Sou uma pessoa com uma rotina noturna bem estabelecida. Gosto de estudar, assistir séries (enquanto janto) e ouvir músicas até dormir. Só que naquela noite era diferente. Eu tive uma visita mega-hiper-ultra especial, o senhor José Eduardo. Ficamos ouvindo música no meu celular até a energia retornar, então, subimos para o quarto.
A minha cama é grande, adoro ter espaço para dormir. Sou o tipo de pessoa que dorme de bruços e espalhada pela cama. Mas, como estávamos apenas o Zedu e eu, resolvi que dormiríamos juntos. A gente passou a noite conversando sobre diversos assuntos. Contei mais sobre os meus pais e ele lembrou as histórias que viveu ao lado da avó.
Outro fato sobre mim? Coloco o ar-condicionado no máximo, no caso, na menor temperatura. Adoro o frio.

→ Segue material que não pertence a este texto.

//! Rule domain errors

use thiserror::Error;

use core_kernel::PortError;

/// Errors raised inside the rules engine
///
/// These never cross the `evaluate_rules` boundary: the engine converts any
/// of them into a `success = false` evaluation result.
#[derive(Debug, Error)]
pub enum RuleError {
    /// The rule storage collaborator failed
    #[error("Rule store error: {0}")]
    Store(#[from] PortError),

    /// A rule set evaluation failed unexpectedly
    #[error("Rule evaluation error: {0}")]
    Evaluation(String),
}
//! Retry policy with configurable backoff
//!
//! Failures are classified into condition tags; a retry happens only when
//! the failure's tag is in the policy's `retry_on` set. The executor never
//! retries validation-style errors, and after exhausting `max_attempts`
//! the last error is surfaced unchanged.

use std::future::Future;
use std::time::Duration;

use serde::{Deserialize, Serialize};
use tracing::{debug, warn};

use core_kernel::PortError;

/// Hard ceiling applied when a policy sets no `max_delay`
const DEFAULT_MAX_DELAY: Duration = Duration::from_secs(60);

/// Delay growth strategy between attempts
#[derive(Debug, Clone, Copy, PartialEq, Eq, Serialize, Deserialize)]
#[serde(rename_all = "snake_case")]
pub enum BackoffType {
    /// Every delay equals `initial_delay`
    Fixed,
    /// `initial_delay * attempt`
    Linear,
    /// `initial_delay * 2^(attempt - 1)`
    Exponential,
}

/// Failure classes a policy may retry on
#[derive(Debug, Clone, Copy, PartialEq, Eq, Serialize, Deserialize)]
#[serde(rename_all = "snake_case")]
pub enum RetryCondition {
    /// The request timed out
    Timeout,
    /// The upstream answered with a 5xx status
    ServerError,
    /// Connection-level failure with no status code
    NetworkError,
    /// The upstream answered 429
    RateLimit,
}

impl RetryCondition {
    /// Classifies a port error, `None` for non-retryable failures
    pub fn classify(error: &PortError) -> Option<Self> {
        match error {
            PortError::Timeout { .. } => Some(RetryCondition::Timeout),
            PortError::Connection { .. } => Some(RetryCondition::NetworkError),
            PortError::RateLimited { .. } => Some(RetryCondition::RateLimit),
            PortError::Upstream { status, .. } if (500..600).contains(status) => {
                Some(RetryCondition::ServerError)
            }
            _ => None,
        }
    }
}

/// Retry configuration carried on every [`crate::IntegrationConfig`]
#[derive(Debug, Clone, Serialize, Deserialize)]
pub struct RetryPolicy {
    pub max_attempts: u32,
    pub backoff: BackoffType,
    pub initial_delay: Duration,
    /// Cap on any single delay; `None` means the 60s default cap
    #[serde(default)]
    pub max_delay: Option<Duration>,
    pub retry_on: Vec<RetryCondition>,
}

impl Default for RetryPolicy {
    fn default() -> Self {
        Self {
            max_attempts: 3,
            backoff: BackoffType::Exponential,
            initial_delay: Duration::from_millis(1000),
            max_delay: None,
            retry_on: vec![
                RetryCondition::Timeout,
                RetryCondition::ServerError,
                RetryCondition::NetworkError,
                RetryCondition::RateLimit,
            ],
        }
    }
}

impl RetryPolicy {
    /// A policy that never retries
    pub fn none() -> Self {
        Self {
            max_attempts: 1,
            retry_on: vec![],
            ..Default::default()
        }
    }

    /// Delay before the retry that follows failed attempt `attempt` (1-based)
    pub fn delay_for(&self, attempt: u32) -> Duration {
        let attempt = attempt.max(1);
        let raw = match self.backoff {
            BackoffType::Fixed => self.initial_delay,
            BackoffType::Linear => self.initial_delay.saturating_mul(attempt),
            BackoffType::Exponential => self
                .initial_delay
                .saturating_mul(2u32.saturating_pow(attempt - 1)),
        };
        raw.min(self.max_delay.unwrap_or(DEFAULT_MAX_DELAY))
    }

    /// Whether this policy retries the given failure
    pub fn should_retry(&self, error: &PortError) -> bool {
        match RetryCondition::classify(error) {
            Some(condition) => self.retry_on.contains(&condition),
            None => false,
        }
    }
}

/// Runs an operation under a retry policy
///
/// The closure is invoked once per attempt. Non-retryable failures and the
/// final attempt's failure return immediately with that error.
pub async fn execute_with_retry<F, Fut, T>(
    policy: &RetryPolicy,
    operation: &str,
    mut attempt_fn: F,
) -> Result<T, PortError>
where
    F: FnMut() -> Fut,
    Fut: Future<Output = Result<T, PortError>>,
{
    let mut attempt = 0;
    loop {
        attempt += 1;
        match attempt_fn().await {
            Ok(value) => {
                if attempt > 1 {
                    debug!(operation, attempt, "operation recovered after retry");
                }
                return Ok(value);
            }
            Err(error) => {
                if attempt >= policy.max_attempts || !policy.should_retry(&error) {
                    return Err(error);
                }
                let delay = policy.delay_for(attempt);
                warn!(
                    operation,
                    attempt,
                    delay_ms = delay.as_millis() as u64,
                    error = %error,
                    "attempt failed, backing off"
                );
                tokio::time::sleep(delay).await;
            }
        }
    }
}

#[cfg(test)]
mod tests {
    use super::*;
    use std::sync::atomic::{AtomicU32, Ordering};

    fn exponential(max_attempts: u32) -> RetryPolicy {
        RetryPolicy {
            max_attempts,
            backoff: BackoffType::Exponential,
            initial_delay: Duration::from_millis(1000),
            max_delay: None,
            retry_on: vec![
                RetryCondition::Timeout,
                RetryCondition::ServerError,
                RetryCondition::NetworkError,
                RetryCondition::RateLimit,
            ],
        }
    }

    #[test]
    fn test_exponential_delay_sequence() {
        let policy = exponential(5);
        let delays: Vec<u64> = (1..=4).map(|a| policy.delay_for(a).as_millis() as u64).collect();
        assert_eq!(delays, vec![1000, 2000, 4000, 8000]);
    }

    #[test]
    fn test_exponential_delay_capped_at_max() {
        let policy = RetryPolicy {
            max_delay: Some(Duration::from_millis(3000)),
            ..exponential(10)
        };
        assert_eq!(policy.delay_for(3).as_millis(), 3000);
        assert_eq!(policy.delay_for(8).as_millis(), 3000);
    }

    #[test]
    fn test_uncapped_delay_defaults_to_sixty_seconds() {
        let policy = exponential(20);
        assert_eq!(policy.delay_for(12), Duration::from_secs(60));
    }

    #[test]
    fn test_linear_and_fixed_backoff() {
        let mut policy = exponential(5);
        policy.backoff = BackoffType::Linear;
        assert_eq!(policy.delay_for(3).as_millis(), 3000);
        policy.backoff = BackoffType::Fixed;
        assert_eq!(policy.delay_for(3).as_millis(), 1000);
    }

    #[test]
    fn test_classification() {
        assert_eq!(
            RetryCondition::classify(&PortError::Timeout {
                operation: "send".to_string(),
                duration_ms: 30_000
            }),
            Some(RetryCondition::Timeout)
        );
        assert_eq!(
            RetryCondition::classify(&PortError::Upstream {
                status: 503,
                message: "unavailable".to_string()
            }),
            Some(RetryCondition::ServerError)
        );
        assert_eq!(
            RetryCondition::classify(&PortError::Upstream {
                status: 404,
                message: "missing".to_string()
            }),
            None
        );
        assert_eq!(
            RetryCondition::classify(&PortError::connection("refused")),
            Some(RetryCondition::NetworkError)
        );
        assert_eq!(
            RetryCondition::classify(&PortError::RateLimited { retry_after_secs: 5 }),
            Some(RetryCondition::RateLimit)
        );
        assert_eq!(
            RetryCondition::classify(&PortError::validation("bad payload")),
            None
        );
    }

    #[tokio::test]
    async fn test_retries_until_success() {
        let mut policy = exponential(4);
        policy.initial_delay = Duration::from_millis(1);

        let calls = AtomicU32::new(0);
        let result = execute_with_retry(&policy, "test", || {
            let n = calls.fetch_add(1, Ordering::SeqCst);
            async move {
                if n < 2 {
                    Err(PortError::connection("refused"))
                } else {
                    Ok(n)
                }
            }
        })
        .await;

        assert_eq!(result.unwrap(), 2);
        assert_eq!(calls.load(Ordering::SeqCst), 3);
    }

    #[tokio::test]
    async fn test_non_retryable_error_fails_immediately() {
        let policy = exponential(5);
        let calls = AtomicU32::new(0);
        let result: Result<(), _> = execute_with_retry(&policy, "test", || {
            calls.fetch_add(1, Ordering::SeqCst);
            async { Err(PortError::validation("malformed")) }
        })
        .await;

        assert!(result.is_err());
        assert_eq!(calls.load(Ordering::SeqCst), 1);
    }

    #[tokio::test]
    async fn test_exhaustion_surfaces_last_error() {
        let mut policy = exponential(3);
        policy.initial_delay = Duration::from_millis(1);
        let calls = AtomicU32::new(0);

        let result: Result<(), _> = execute_with_retry(&policy, "test", || {
            let n = calls.fetch_add(1, Ordering::SeqCst);
            async move {
                Err(PortError::Upstream {
                    status: 500,
                    message: format!("boom {n}"),
                })
            }
        })
        .await;

        match result {
            Err(PortError::Upstream { message, .. }) => assert_eq!(message, "boom 2"),
            other => panic!("unexpected: {other:?}"),
        }
        assert_eq!(calls.load(Ordering::SeqCst), 3);
    }

    #[tokio::test]
    async fn test_condition_not_in_policy_is_not_retried() {
        let mut policy = exponential(5);
        policy.retry_on = vec![RetryCondition::Timeout];
        let calls = AtomicU32::new(0);

        let result: Result<(), _> = execute_with_retry(&policy, "test", || {
            calls.fetch_add(1, Ordering::SeqCst);
            async {
                Err(PortError::Upstream {
                    status: 502,
                    message: "bad gateway".to_string(),
                })
            }
        })
        .await;

        assert!(result.is_err());
        assert_eq!(calls.load(Ordering::SeqCst), 1);
    }
}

Em Manaus, até às noites são quentes, então, o splitter reina absoluto. É engraçado, né? Apesar de curtir baixas temperaturas, durmo com um edredom super quentinho.
O Zedu não dorme, ele apaga do mundo, juro. A gente estava conversando sobre a professora de história, que é a minha favorita, e ele, simplesmente, dormiu, sem ao menos dizer boa noite. O cobri com o edredom e virei para dormir, mas a dor no nariz não deixou, ou será que era outro motivo?